Être prêt à réagir efficacement pour protéger l’environnement marin et les moyens de subsistance des communautés côtières, renforcer les capacités locales pour répondre aux catastrophes causées par les déversements d’hydrocarbures et renforcer la résilience des communautés. C’est ce qu’a mis en avant le Senior Economist de l’United Nations Resident Coordinator’s Office pour Maurice et les Seychelles, Sebastian Vauzelle, au cours d’un atelier organisé pour la validation du Revised National Oil Spill Contingency Plan 2023 (NOSCP), qu’il a estimé urgent de mettre à jour.
De son côté, le ministre de l’Environnement, Kavy Ramano, avance que l’élément essentiel demeure la planification d’urgence de la gestion des risques. À ce titre, la réponse à une marée noire majeure exige une prise de décision rapide à mesure que la situation évolue, dit-il. Ce qui ne peut être réalisé que « si toutes les organisations et les parties impliquées sont suffisamment préparées pour comprendre la crise et prendre des décisions cruciales en vue de mobiliser les ressources appropriées dans les plus brefs délais. » D’où la nécessité d’un plan d’urgence pleinement développé en cas de déversement d’hydrocarbures.

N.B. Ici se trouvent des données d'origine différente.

#![forbid(unsafe_code)]
#![deny(
    warnings,
    dead_code,
    unused,
    unused_imports,
    unused_must_use,
    unreachable_pub,
    clippy::all,
    clippy::pedantic,
    clippy::nursery,
    rustdoc::broken_intra_doc_links,
    rustdoc::bare_urls,
    missing_docs
)]

//! Binary entrypoint that loads configuration and serves the racine API.

use racine_app::{AppResult, run_app};

/// Bootstraps the racine backend and blocks until shutdown.
#[tokio::main]
async fn main() -> AppResult<()> {
    run_app().await
}
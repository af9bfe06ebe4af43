//! Shared transport context.
//!
//! # Design
//! - One transport per app boot, handed to components through Yew context.

use std::rc::Rc;

use crate::services::api::FetchTransport;

/// Context carrying the health transport.
#[derive(Clone, Default)]
pub(crate) struct ApiCtx {
    pub(crate) transport: Rc<FetchTransport>,
}

impl PartialEq for ApiCtx {
    fn eq(&self, other: &Self) -> bool {
        Rc::ptr_eq(&self.transport, &other.transport)
    }
}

Avec l’augmentation du commerce maritime dans les eaux territoriales, le risque d’accidents maritimes a augmenté. « Selon un rapport du Carnegie Endowment for International Peace, intitulé Cartographie de la région de l’océan Indien (juin 2023), près de 90 000 navires, transportant 9,84 milliards de tonnes de marchandises, traversent l’océan Indien chaque année, et 40% de la production mondiale de pétrole transite par cette région », indique-t-il. Ce qui représente une menace potentielle pour le milieu marin en cas de catastrophes en mer.
« La mise à jour du NOSCP permettra de protéger la santé humaine, et de prévenir les catastrophes écologiques et les perturbations socio-économiques dues au risque omniprésent de marée noire », reconnaît-il. L’immense trafic maritime et l’évolution du climat marin et des conditions dues à l’accélération des impacts du changement climatique ont rendu essentiel le renforcement d’un certain nombre de domaines liés à la réponse et à la préparation aux déversements d’hydrocarbures, estime le ministre.
Quatre éléments dans le cadre de la facilité d’amorçage, de préparation et de suivi des projets de l’Agence Française de Développement pour le renforcement de la réponse aux déversements d’hydrocarbures à Maurice et à Rodrigues ont été validés, explique-t-il. Il s’agit notamment d’un plan de gestion des déchets liés aux déversements d’hydrocarbures; d’un plan de coordination des bénévoles; d’un cadre pour évaluer les impacts socio-économiques; et d’un rapport sur un audit sur un déversement d’hydrocarbures. Des éléments qui consolideront désormais davantage le NOSCP 2023 et permettront une réponse plus structurée et plus efficace en cas de marée noire.
Parlant de la nouvelle version du NOSCP, Kavy Ramano précise qu’il s’agit d’un document unique en trois parties : la stratégie de préparation; les procédures opérationnelles pour prévenir et répondre aux incidents de déversement d’hydrocarbures; et des annexes fournissant des informations techniques sur la lutte contre les déversements d’hydrocarbures. « Ce qui rend cette mise à jour plus User-Friendly », rassure-t-il.
Le NOSCP 2023 est basé sur le système de gestion des incidents et permet aux agences de travailler ensemble pour développer des stratégies d’intervention en cas de marée noire, poursuit-il. Avant de dire qu’il dispose également d’un nouveau concept de réponse à plusieurs niveaux, dans lequel sont prises en compte la sensibilité environnementale de la zone touchée et les probabilités d’impacts plus élevés du pétrole déversé.